Staffing of privacy professionals increased from 2022, but some teams continue to be understaffed. Both technical privacy and legal/compliance teams saw a slight reduction in understaffing on the year, but more than half of technical privacy teams are still understaffed as are 44% of the legal and compliance teams. Privacy staffing overall did see a slight median increase from the prior year, but a privacy skills gap remains in many areas as organizations seek to increase budgets to hire more talent.
Organizations tend to report that hiring privacy professionals is a time-consuming process. 34% said they currently have open technical privacy roles, and 27% have open legal/compliance positions. About half of all organizations say that both of these roles take about one to six months to fill, and a quarter said the process takes at least three months. 15 to 18% said that it takes more than six months. Only 2% said that they are finding it impossible to find candidates due to the privacy skills gap, but 20% answered that they “do not know” how long the average hiring process takes. Only about 2% are able to hire in under two weeks.
Part of what’s feeding the privacy skills gap appears to be a strong preference for experienced candidates. Over half of respondents say that it is “very important” that privacy professionals have direct experience in the role they’re filling. Only 40% view credentials as “very important,” and only 26% put the same weight on a university degree.
This does not appear to reflect an issue for newly minted privacy professionals in finding work, however, as only 12% of respondents say they are having trouble filling entry-level roles. The privacy skills gap is more acute the more senior the position is. 76% say that they have difficulty filling expert-level roles, and 51% struggle to fill “practitioner”-level roles.
In terms of specific elements of the privacy skills gap that stymie organizations, 63% say that it is a lack of direct experience with the applications or technologies they are hiring for that is the most common issue. Other common issues include lack of experience with frameworks and controls, lack of understanding of relevant laws and regulations, and lack of technical expertise.
And what are organizations doing to address the privacy skills gap? Most commonly, non-privacy staff are being offered internal cross-training opportunities to move into these roles. A little over a third of companies say they have also stepped up the use of outside consultants or temporary contract employees. 20% say that they are looking to automation or artificial intelligence to take on some of this workload.
Budgets increase, but not enough to bridge privacy skills gap
More organizations now feel that privacy programs are adequately funded, but the number is still far below half of all respondents (just 36%). 42% say that it is “somewhat” or “significantly” underfunded. And despite a small increase in overall funding, 39% of respondents still say that executive or business support is still an obstacle in forming a privacy program, and 38% say that they still struggle with lack of visibility in the organization.

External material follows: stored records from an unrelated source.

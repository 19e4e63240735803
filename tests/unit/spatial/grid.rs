//! Tests for the shared grid accessors and concurrent writes

#[cfg(test)]
mod tests {
    use floodgrid::FloodError;
    use floodgrid::spatial::{Rgb, SharedGrid};
    use std::collections::HashSet;

    // Tests a blank grid has the requested shape and is white
    // Verified by filling blank grids with black
    #[test]
    fn test_blank_grid_is_white() {
        let grid = SharedGrid::blank(3, 4).expect("valid dimensions");
        assert_eq!(grid.rows(), 3);
        assert_eq!(grid.cols(), 4);
        assert_eq!(grid.count_where(|pixel| pixel == Rgb::WHITE), 12);
    }

    // Tests zero dimensions are rejected
    // Verified by removing the zero check in validate_dimension
    #[test]
    fn test_zero_dimension_rejected() {
        assert!(matches!(
            SharedGrid::blank(0, 4),
            Err(FloodError::InvalidParameter {
                parameter: "rows",
                ..
            })
        ));
        assert!(SharedGrid::blank(4, 0).is_err());
    }

    // Tests pixels are laid out row-major and counted
    // Verified by building the array in column-major order
    #[test]
    fn test_from_pixels_is_row_major() {
        let pixels = vec![
            Rgb::new(1, 0, 0),
            Rgb::new(2, 0, 0),
            Rgb::new(3, 0, 0),
            Rgb::new(4, 0, 0),
            Rgb::new(5, 0, 0),
            Rgb::new(6, 0, 0),
        ];
        let grid = SharedGrid::from_pixels(2, 3, pixels).expect("matching pixel count");

        assert_eq!(grid.get([0, 2]), Some(Rgb::new(3, 0, 0)));
        assert_eq!(grid.get([1, 0]), Some(Rgb::new(4, 0, 0)));
        assert!(SharedGrid::from_pixels(2, 3, vec![Rgb::WHITE; 5]).is_err());
    }

    // Tests signed coordinates outside the grid have no index
    // Verified by comparing with <= instead of < in index_of
    #[test]
    fn test_index_of_bounds() {
        let grid = SharedGrid::blank(2, 3).expect("valid dimensions");
        assert_eq!(grid.index_of(0, 0), Some([0, 0]));
        assert_eq!(grid.index_of(1, 2), Some([1, 2]));
        assert_eq!(grid.index_of(-1, 0), None);
        assert_eq!(grid.index_of(0, -1), None);
        assert_eq!(grid.index_of(2, 0), None);
        assert_eq!(grid.index_of(0, 3), None);
    }

    // Tests out of bounds reads and writes are refused
    // Verified by reporting every write as in bounds
    #[test]
    fn test_get_and_set_are_bounds_checked() {
        let grid = SharedGrid::blank(2, 2).expect("valid dimensions");
        assert!(grid.set([1, 1], Rgb::BLACK));
        assert_eq!(grid.get([1, 1]), Some(Rgb::BLACK));
        assert!(!grid.set([2, 0], Rgb::BLACK));
        assert_eq!(grid.get([0, 2]), None);
    }

    // Tests neighbours are 4-connected, in bounds and in expansion order
    // Verified by adding diagonal offsets to the neighbour table
    #[test]
    fn test_neighbours_are_four_connected_and_in_bounds() {
        let grid = SharedGrid::blank(3, 3).expect("valid dimensions");

        let corner: HashSet<_> = grid.neighbours([0, 0]).collect();
        assert_eq!(corner, HashSet::from([[1, 0], [0, 1]]));

        let edge: HashSet<_> = grid.neighbours([0, 1]).collect();
        assert_eq!(edge, HashSet::from([[1, 1], [0, 2], [0, 0]]));

        let centre: Vec<_> = grid.neighbours([1, 1]).collect();
        assert_eq!(centre, vec![[2, 1], [0, 1], [1, 2], [1, 0]]);
    }

    // Tests a snapshot copies every current pixel
    // Verified by snapshotting a blank grid of the same shape
    #[test]
    fn test_snapshot_copies_current_pixels() {
        let grid = SharedGrid::blank(2, 2).expect("valid dimensions");
        grid.set([0, 1], Rgb::new(9, 8, 7));

        let snapshot = grid.snapshot();
        assert_eq!(snapshot.dim(), (2, 2));
        assert_eq!(snapshot.get([0, 1]), Some(&Rgb::new(9, 8, 7)));
        assert_eq!(snapshot.get([1, 1]), Some(&Rgb::WHITE));
    }

    // Tests racing writers leave every pixel equal to one writer's color
    // Verified by writing only the red channel in set
    #[test]
    fn test_concurrent_writes_never_tear_pixels() {
        let grid = SharedGrid::blank(16, 16).expect("valid dimensions");
        let colors = [Rgb::new(10, 20, 30), Rgb::new(200, 100, 50)];

        std::thread::scope(|scope| {
            for color in colors {
                let grid = &grid;
                scope.spawn(move || {
                    for _ in 0..50 {
                        for row in 0..16 {
                            for col in 0..16 {
                                grid.set([row, col], color);
                            }
                        }
                    }
                });
            }
        });

        assert_eq!(
            grid.count_where(|pixel| colors.contains(&pixel)),
            16 * 16
        );
    }
}
//! Parameter stream parsing for grid and load runs
//!
//! Parameters arrive as whitespace-separated tokens:
//!
//! ```text
//! grid:  size lines threads fills choice [row col]...
//! load:  size threads contour_path fills choice [row col]...
//! ```
//!
//! `choice` is `n` for an explicit list of exactly `fills` start points;
//! anything else selects random start points.

use clap::ValueEnum;
use std::path::PathBuf;
use std::str::FromStr;

use crate::algorithm::claims::StartPoints;
use crate::io::configuration::{EXPLICIT_POINTS_CHOICE, MAX_GRID_DIMENSION};
use crate::io::error::{Result, invalid_parameter, malformed_input};

/// How the initial grid is produced
#[derive(Clone, Copy, Debug, PartialEq, Eq, ValueEnum)]
pub enum Mode {
    /// Blank grid carved by random boundary lines
    Grid,
    /// Grid loaded from an existing contour image
    Load,
}

/// Mode-specific grid parameters
#[derive(Clone, Debug, PartialEq, Eq)]
pub enum GridSetup {
    /// Blank `size x size` grid with `lines` boundary lines
    Carved {
        /// Side length of the square grid
        size: usize,
        /// Number of boundary lines to draw
        lines: usize,
    },
    /// `size x size` grid read from a contour file
    Contour {
        /// Side length of the square grid
        size: usize,
        /// Path of the contour image
        path: PathBuf,
    },
}

impl GridSetup {
    /// Side length of the square grid
    pub const fn size(&self) -> usize {
        match self {
            Self::Carved { size, .. } | Self::Contour { size, .. } => *size,
        }
    }
}

/// Fill count and start point source
#[derive(Clone, Debug, PartialEq, Eq)]
pub struct FillPlan {
    /// Successful fills requested
    pub fills: usize,
    /// Where fill origins come from
    pub start_points: StartPoints,
}

/// Everything a run needs besides output options
#[derive(Clone, Debug, PartialEq, Eq)]
pub struct RunParameters {
    /// Grid construction parameters
    pub grid: GridSetup,
    /// Worker threads per phase
    pub threads: usize,
    /// Fill parameters
    pub fill: FillPlan,
}

impl RunParameters {
    /// Parse a full parameter stream for `mode`
    ///
    /// # Errors
    ///
    /// Returns an error if a token is missing or unparsable, a value is out
    /// of range, or an explicit start point lies outside the grid
    pub fn parse(mode: Mode, input: &str) -> Result<Self> {
        let mut tokens = TokenStream::new(input);

        let (grid, threads): (GridSetup, usize) = match mode {
            Mode::Grid => {
                let size = tokens.next_parsed("grid size")?;
                let lines = tokens.next_parsed("line count")?;
                let threads = tokens.next_parsed("thread count")?;
                (GridSetup::Carved { size, lines }, threads)
            }
            Mode::Load => {
                let size = tokens.next_parsed("grid size")?;
                let threads = tokens.next_parsed("thread count")?;
                let path = PathBuf::from(tokens.next_token("contour path")?);
                (GridSetup::Contour { size, path }, threads)
            }
        };

        validate_size(grid.size())?;
        if threads == 0 {
            return Err(invalid_parameter(
                "threads",
                &threads,
                &"at least one worker is required",
            ));
        }

        let fill = parse_fill_plan(&mut tokens, grid.size())?;

        Ok(Self {
            grid,
            threads,
            fill,
        })
    }
}

fn validate_size(size: usize) -> Result<()> {
    if size == 0 || size > MAX_GRID_DIMENSION {
        return Err(invalid_parameter(
            "size",
            &size,
            &format!("must be between 1 and {MAX_GRID_DIMENSION}"),
        ));
    }
    Ok(())
}

fn parse_fill_plan(tokens: &mut TokenStream<'_>, size: usize) -> Result<FillPlan> {
    let fills: usize = tokens.next_parsed("fill count")?;
    let choice = tokens.next_token("start point choice")?;

    let explicit = choice
        .chars()
        .next()
        .is_some_and(|c| c.eq_ignore_ascii_case(&EXPLICIT_POINTS_CHOICE));

    let start_points = if explicit {
        let mut points = Vec::new();
        for _ in 0..fills {
            let row = tokens.next_parsed("start point row")?;
            let col = tokens.next_parsed("start point column")?;
            points.push([row, col]);
        }
        StartPoints::explicit(points, size, size)?
    } else {
        StartPoints::Random
    };

    Ok(FillPlan {
        fills,
        start_points,
    })
}

/// Whitespace token cursor over a parameter stream
pub struct TokenStream<'a> {
    tokens: std::str::SplitWhitespace<'a>,
}

impl<'a> TokenStream<'a> {
    /// Start reading tokens from `input`
    pub fn new(input: &'a str) -> Self {
        Self {
            tokens: input.split_whitespace(),
        }
    }

    /// Next raw token
    ///
    /// # Errors
    ///
    /// Returns an error at end of input
    pub fn next_token(&mut self, expected: &'static str) -> Result<&'a str> {
        self.tokens
            .next()
            .ok_or_else(|| malformed_input(expected, None))
    }

    /// Next token parsed as `T`
    ///
    /// # Errors
    ///
    /// Returns an error at end of input or if the token doesn't parse
    pub fn next_parsed<T: FromStr>(&mut self, expected: &'static str) -> Result<T> {
        let token = self.next_token(expected)?;
        token
            .parse()
            .map_err(|_parse| malformed_input(expected, Some(token)))
    }
}
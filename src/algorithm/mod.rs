/// Random boundary lines carved by a worker pool
pub mod boundary;
/// Mutex-guarded start point queue and fill counter
pub mod claims;
/// Phase orchestration and timing
pub mod executor;
/// Concurrent flood fill with red-channel arbitration
pub mod flood;
/// Per-worker random generator seeding
pub mod seeding;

In terms of the privacy skills gap, organizations are overwhelmingly looking for an experienced security or IT executive to be responsible for privacy. The top four picks for this role were a dedicated chief privacy officer, a chief information officer, an executive-level CISO and a chief executive officer. Only 10% will consider a general counsel or chief legal officer, and for 5% the buck stops with the board of directors.
Organizations also say that privacy professionals from different teams are not interfacing particularly often. Only 7% meet weekly, and 17% monthly; the majority meet either quarterly or just once or twice per year. 17% say they only meet when a new privacy law goes into effect.
Privacy professionals also report that organization-wide training is still not particularly frequent, even as cyber attacks have gone into overdrive in recent years. 65% say training is annual, 52% say it only happens during new hire training, and only 17% say it is done quarterly. 7% say none at all is done, and 6% do not know how often it occurs. However, only 5% reported more breaches than in the previous year, though over half either refused to answer the question or did not know.
Finally, is AI expected to take on some of the workload left unaddressed by the privacy skills gap? At the moment, 69% of the respondents either say that they have no concrete plans or don’t know. Only 11% are currently using it, and 20% have plans in place to adopt or continue using it in the next 12 months.
Tony Hughes, of the ISACA Emerging Trends Working Group, feels that the companies that are looking inward for candidates to retrain are on the right track as far as a short-term answer goes: “Only searching for candidates with specific experience and technical privacy skills is an outdated mindset – it immediately limits businesses to a small pool of people. Instead, organisations need to lean on reskilling people in non-privacy roles, using contract employees and focusing on individuals with the right soft skills to reduce the privacy skills gap.”